§ **What is being asked**:
Filter the material, keeping only lines with the word "Decode".

§ **Source data**:
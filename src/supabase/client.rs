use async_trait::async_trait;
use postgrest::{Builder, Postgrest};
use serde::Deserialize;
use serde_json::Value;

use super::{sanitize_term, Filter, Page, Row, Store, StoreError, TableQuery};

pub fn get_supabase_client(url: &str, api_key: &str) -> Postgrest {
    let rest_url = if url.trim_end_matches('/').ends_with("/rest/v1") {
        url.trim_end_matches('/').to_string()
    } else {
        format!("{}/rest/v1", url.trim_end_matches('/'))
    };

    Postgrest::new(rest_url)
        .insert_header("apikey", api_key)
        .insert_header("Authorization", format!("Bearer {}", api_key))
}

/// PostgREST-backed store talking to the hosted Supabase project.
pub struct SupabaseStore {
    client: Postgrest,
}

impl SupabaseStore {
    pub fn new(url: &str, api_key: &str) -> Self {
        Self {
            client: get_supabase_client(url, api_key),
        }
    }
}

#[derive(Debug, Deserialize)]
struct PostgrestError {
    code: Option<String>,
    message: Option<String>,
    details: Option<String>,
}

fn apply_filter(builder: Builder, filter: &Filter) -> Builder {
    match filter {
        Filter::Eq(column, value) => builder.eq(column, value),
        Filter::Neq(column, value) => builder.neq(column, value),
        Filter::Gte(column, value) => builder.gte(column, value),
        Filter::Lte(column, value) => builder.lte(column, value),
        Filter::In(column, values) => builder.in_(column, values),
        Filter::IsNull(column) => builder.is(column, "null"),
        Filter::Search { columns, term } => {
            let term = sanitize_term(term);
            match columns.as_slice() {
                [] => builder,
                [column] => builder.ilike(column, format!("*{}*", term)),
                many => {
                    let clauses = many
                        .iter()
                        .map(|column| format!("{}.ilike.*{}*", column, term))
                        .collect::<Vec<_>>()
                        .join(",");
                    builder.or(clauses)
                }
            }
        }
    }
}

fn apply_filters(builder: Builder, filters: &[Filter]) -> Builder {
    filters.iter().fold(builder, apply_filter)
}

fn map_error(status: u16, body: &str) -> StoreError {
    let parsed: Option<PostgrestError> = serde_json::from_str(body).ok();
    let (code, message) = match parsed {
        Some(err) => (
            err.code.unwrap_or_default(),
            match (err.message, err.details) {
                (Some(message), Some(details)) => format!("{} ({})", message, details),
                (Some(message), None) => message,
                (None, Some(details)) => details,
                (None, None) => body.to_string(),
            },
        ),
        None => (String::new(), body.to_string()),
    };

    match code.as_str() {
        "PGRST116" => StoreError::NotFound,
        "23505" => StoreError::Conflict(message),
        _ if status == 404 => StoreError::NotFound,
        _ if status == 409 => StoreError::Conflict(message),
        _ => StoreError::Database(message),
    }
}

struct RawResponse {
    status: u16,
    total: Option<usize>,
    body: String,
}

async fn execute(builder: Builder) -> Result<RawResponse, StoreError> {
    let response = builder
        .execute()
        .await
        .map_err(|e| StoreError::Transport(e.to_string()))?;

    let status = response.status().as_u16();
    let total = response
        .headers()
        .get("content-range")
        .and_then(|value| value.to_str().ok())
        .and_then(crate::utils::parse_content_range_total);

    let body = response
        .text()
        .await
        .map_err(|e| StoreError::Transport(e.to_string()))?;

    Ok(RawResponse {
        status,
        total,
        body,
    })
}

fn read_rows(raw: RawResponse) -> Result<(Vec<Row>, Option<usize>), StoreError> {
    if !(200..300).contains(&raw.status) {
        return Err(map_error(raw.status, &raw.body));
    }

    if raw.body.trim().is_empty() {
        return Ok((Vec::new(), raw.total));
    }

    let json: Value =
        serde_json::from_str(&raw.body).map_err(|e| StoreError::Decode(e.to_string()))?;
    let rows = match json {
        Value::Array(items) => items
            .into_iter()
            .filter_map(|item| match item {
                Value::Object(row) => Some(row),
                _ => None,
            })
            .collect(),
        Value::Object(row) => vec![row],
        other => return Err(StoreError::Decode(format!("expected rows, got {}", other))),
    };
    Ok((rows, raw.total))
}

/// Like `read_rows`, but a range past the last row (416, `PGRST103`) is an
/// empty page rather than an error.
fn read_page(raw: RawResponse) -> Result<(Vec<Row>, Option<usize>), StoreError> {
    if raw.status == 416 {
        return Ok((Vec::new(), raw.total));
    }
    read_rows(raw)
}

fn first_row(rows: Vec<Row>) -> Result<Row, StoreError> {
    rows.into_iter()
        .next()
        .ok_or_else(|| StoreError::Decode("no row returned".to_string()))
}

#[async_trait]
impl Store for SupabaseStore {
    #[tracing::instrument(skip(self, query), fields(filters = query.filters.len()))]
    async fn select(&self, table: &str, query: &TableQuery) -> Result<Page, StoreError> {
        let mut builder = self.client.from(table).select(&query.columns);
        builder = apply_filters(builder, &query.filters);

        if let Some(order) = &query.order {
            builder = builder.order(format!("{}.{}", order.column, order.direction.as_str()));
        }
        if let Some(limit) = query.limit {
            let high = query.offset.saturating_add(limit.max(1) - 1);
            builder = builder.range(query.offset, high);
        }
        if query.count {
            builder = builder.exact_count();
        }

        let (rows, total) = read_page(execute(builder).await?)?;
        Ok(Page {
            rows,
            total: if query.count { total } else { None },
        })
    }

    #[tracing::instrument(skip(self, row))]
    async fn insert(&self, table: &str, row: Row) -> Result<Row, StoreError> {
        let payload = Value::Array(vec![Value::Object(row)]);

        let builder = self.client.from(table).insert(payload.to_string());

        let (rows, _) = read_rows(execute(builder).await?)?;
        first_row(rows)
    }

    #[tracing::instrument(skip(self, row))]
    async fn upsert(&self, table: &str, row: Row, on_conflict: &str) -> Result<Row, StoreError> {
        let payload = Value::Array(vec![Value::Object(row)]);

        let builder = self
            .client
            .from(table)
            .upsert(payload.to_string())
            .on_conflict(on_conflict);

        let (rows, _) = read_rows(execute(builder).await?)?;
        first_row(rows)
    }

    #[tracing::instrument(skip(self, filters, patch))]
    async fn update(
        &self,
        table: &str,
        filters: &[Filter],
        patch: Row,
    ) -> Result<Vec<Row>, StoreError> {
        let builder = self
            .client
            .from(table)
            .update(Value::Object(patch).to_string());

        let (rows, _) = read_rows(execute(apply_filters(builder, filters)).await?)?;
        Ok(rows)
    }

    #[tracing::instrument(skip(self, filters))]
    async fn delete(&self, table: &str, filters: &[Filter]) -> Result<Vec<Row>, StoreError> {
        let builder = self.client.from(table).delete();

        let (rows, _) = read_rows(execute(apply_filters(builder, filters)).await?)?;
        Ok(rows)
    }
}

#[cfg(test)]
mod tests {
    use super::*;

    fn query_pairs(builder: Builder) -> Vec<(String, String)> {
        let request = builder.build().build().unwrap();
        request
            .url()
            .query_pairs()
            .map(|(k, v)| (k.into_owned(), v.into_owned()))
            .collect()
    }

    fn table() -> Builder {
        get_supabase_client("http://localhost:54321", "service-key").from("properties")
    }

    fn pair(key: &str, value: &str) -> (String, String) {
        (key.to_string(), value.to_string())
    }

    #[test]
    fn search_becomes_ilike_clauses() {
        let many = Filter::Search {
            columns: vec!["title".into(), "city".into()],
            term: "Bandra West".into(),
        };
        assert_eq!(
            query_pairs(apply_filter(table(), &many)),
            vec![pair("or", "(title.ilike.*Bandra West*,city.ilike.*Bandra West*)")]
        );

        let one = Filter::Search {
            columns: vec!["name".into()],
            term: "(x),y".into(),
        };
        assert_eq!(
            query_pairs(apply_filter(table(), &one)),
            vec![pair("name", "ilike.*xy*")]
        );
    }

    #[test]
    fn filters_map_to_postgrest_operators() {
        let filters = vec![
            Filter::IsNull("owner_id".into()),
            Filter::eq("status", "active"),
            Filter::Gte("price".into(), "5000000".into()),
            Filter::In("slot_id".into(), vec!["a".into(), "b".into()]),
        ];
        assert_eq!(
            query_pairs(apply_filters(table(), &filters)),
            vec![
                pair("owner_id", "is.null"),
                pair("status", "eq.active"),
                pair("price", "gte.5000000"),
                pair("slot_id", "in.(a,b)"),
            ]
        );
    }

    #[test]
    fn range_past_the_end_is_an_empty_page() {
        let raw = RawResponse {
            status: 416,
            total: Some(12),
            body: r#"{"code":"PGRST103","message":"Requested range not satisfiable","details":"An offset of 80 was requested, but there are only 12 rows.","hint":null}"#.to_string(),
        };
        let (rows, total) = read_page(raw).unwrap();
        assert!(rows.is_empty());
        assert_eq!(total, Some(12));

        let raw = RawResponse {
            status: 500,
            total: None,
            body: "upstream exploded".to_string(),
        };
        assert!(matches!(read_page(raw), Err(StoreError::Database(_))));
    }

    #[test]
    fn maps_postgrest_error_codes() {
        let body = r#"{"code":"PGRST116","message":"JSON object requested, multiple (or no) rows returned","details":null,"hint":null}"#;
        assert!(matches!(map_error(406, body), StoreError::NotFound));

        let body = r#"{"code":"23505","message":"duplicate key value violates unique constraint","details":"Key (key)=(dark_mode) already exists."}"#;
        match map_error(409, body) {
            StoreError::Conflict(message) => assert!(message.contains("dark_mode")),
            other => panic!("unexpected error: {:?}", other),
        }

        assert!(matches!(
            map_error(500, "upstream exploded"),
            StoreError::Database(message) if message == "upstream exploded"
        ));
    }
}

---

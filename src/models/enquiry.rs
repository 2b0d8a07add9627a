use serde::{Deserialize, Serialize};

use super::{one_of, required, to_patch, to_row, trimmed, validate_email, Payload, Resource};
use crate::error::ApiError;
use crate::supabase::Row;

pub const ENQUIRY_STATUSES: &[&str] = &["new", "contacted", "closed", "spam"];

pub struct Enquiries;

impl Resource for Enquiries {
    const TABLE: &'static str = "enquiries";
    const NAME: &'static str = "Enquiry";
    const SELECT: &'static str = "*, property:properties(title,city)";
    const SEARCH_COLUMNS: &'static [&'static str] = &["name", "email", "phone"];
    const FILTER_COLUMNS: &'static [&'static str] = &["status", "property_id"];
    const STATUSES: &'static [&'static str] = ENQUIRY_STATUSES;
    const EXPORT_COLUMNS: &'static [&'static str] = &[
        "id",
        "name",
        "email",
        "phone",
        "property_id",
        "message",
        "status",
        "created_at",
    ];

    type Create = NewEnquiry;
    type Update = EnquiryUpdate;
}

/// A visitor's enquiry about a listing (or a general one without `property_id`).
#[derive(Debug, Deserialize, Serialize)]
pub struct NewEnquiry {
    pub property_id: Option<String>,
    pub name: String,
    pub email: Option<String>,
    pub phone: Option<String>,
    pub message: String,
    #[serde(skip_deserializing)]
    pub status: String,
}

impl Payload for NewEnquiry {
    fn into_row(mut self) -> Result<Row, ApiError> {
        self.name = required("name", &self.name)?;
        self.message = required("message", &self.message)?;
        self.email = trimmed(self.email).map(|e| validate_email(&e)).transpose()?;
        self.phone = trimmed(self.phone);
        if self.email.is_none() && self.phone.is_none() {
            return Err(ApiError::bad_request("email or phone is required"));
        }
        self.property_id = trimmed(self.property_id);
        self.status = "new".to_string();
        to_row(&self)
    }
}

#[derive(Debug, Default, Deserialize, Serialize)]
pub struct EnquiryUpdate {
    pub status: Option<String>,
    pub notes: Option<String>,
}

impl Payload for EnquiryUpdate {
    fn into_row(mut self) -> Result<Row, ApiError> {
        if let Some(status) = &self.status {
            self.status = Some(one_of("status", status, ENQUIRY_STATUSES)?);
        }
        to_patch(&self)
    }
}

==

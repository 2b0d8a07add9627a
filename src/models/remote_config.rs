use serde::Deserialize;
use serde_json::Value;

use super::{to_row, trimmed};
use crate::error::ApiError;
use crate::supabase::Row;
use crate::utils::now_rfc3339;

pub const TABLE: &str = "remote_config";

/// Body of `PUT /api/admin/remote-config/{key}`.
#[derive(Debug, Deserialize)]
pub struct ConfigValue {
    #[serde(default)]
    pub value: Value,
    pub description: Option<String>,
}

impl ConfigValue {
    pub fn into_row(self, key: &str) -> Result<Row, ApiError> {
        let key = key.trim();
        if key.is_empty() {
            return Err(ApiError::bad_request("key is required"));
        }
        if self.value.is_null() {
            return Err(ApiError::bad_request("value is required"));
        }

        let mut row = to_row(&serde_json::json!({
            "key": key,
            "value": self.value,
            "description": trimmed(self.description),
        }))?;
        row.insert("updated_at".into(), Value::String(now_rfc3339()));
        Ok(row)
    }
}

§ **Exercise response**:
        serde_json::from_str(&raw.body).map_err(|e| StoreError::Decode(e.to_string()))?;
        other => return Err(StoreError::Decode(format!("expected rows, got {}", other))),
        .ok_or_else(|| StoreError::Decode("no row returned".to_string()))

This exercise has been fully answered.